- From: Julian Reschke <julian.reschke@gmx.de>
- Date: Thu, 05 Oct 2006 22:15:42 +0200
- To: HTTP Working Group <ietf-http-wg@w3.org>
Hi.
Thanks for the comments so far. In the meantime, I have submitted draft
02, addressing some of the comments made so far (see
<http://greenbytes.de/tech/webdav/draft-reschke-http-etag-on-write-02.html>,
in particular
<http://greenbytes.de/tech/webdav/draft-reschke-http-etag-on-write-02.html#rfc.section.B.2>
for changes).
Looking at the feedback I haven't addressed so far, it seems to fall
into one of the categories below:
1) "Yes, RFC2616 allows servers to rewrite the content upon PUT and
still return an ETag, but that's just stupid; don't do it", and
2) "We like the new header, but could it be made extensible so that the
kind of transformation can be specified?"
What I *haven't* heard is that the analysis of what RFC2616 says is
incorrect (see
<http://greenbytes.de/tech/webdav/draft-reschke-http-etag-on-write-02.html#rfc.section.1.3>).

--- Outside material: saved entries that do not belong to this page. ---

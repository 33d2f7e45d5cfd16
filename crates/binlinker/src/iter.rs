//! Iteration over container entries

use crate::accessor::BinLinkerAccessor;
use std::iter::FusedIterator;

/// Iterator over the entry views of a container, in index order
///
/// Created by [`BinLinkerAccessor::iter`]. Each item borrows from the
/// container buffer, not from the iterator.
#[derive(Debug, Clone)]
pub struct Entries<'a> {
    accessor: BinLinkerAccessor<'a>,
    front: usize,
    back: usize,
}

impl<'a> Entries<'a> {
    pub(crate) fn new(accessor: BinLinkerAccessor<'a>) -> Self {
        Self {
            accessor,
            front: 0,
            back: accessor.length(),
        }
    }
}

impl<'a> Iterator for Entries<'a> {
    type Item = &'a [u8];

    fn next(&mut self) -> Option<Self::Item> {
        if self.front >= self.back {
            return None;
        }
        let entry = self.accessor.entry(self.front);
        self.front += 1;
        Some(entry)
    }

    fn size_hint(&self) -> (usize, Option<usize>) {
        let remaining = self.back - self.front;
        (remaining, Some(remaining))
    }

    fn nth(&mut self, n: usize) -> Option<Self::Item> {
        self.front = self.front.saturating_add(n).min(self.back);
        self.next()
    }
}

impl DoubleEndedIterator for Entries<'_> {
    fn next_back(&mut self) -> Option<Self::Item> {
        if self.front >= self.back {
            return None;
        }
        self.back -= 1;
        Some(self.accessor.entry(self.back))
    }
}

impl ExactSizeIterator for Entries<'_> {}

impl FusedIterator for Entries<'_> {}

If people feel I got this one wrong, or that the explanation can be
enhanced, please speak up.
Regarding the two other points:
re 1) First of all, I don't think it's stupid. There are use cases where
it seems to make sense, see for instance
<http://greenbytes.de/tech/webdav/draft-reschke-http-etag-on-write-02.html#rfc.section.A.1>.
Furthermore, if we really believe it's stupid or incorrect to return an
ETag in that case, we should put that into an RFC2616
clarification/erratum instead, right?
re 2) I'd really like to avoid that. The proposal as in draft 02 is
simple, and does exactly what it was designed to do. Adding
extensibility into *this* header seems to buy little, and introduces the
issue of how to disambiguate extensions (IANA registry? URI?). Anyway,
if people feel strong about this, please submit a concrete proposal for
how that extension should look like; and a description of how a client
would benefit from that.
That being said, I'm continuing edits at
<http://greenbytes.de/tech/webdav/draft-reschke-http-etag-on-write-latest.html>,
and plan to do an informal last call over here before the IETF Internet
Draft cut off date (Oct 23). Then (after the San Diego IETF), I plan to
submit the draft to the RFC Editor for publication as Experimental RFC.
Independently of that, I'll try to get one of the Applications Area
Directors of the IESG to shepherd it for publication as Proposed Standard.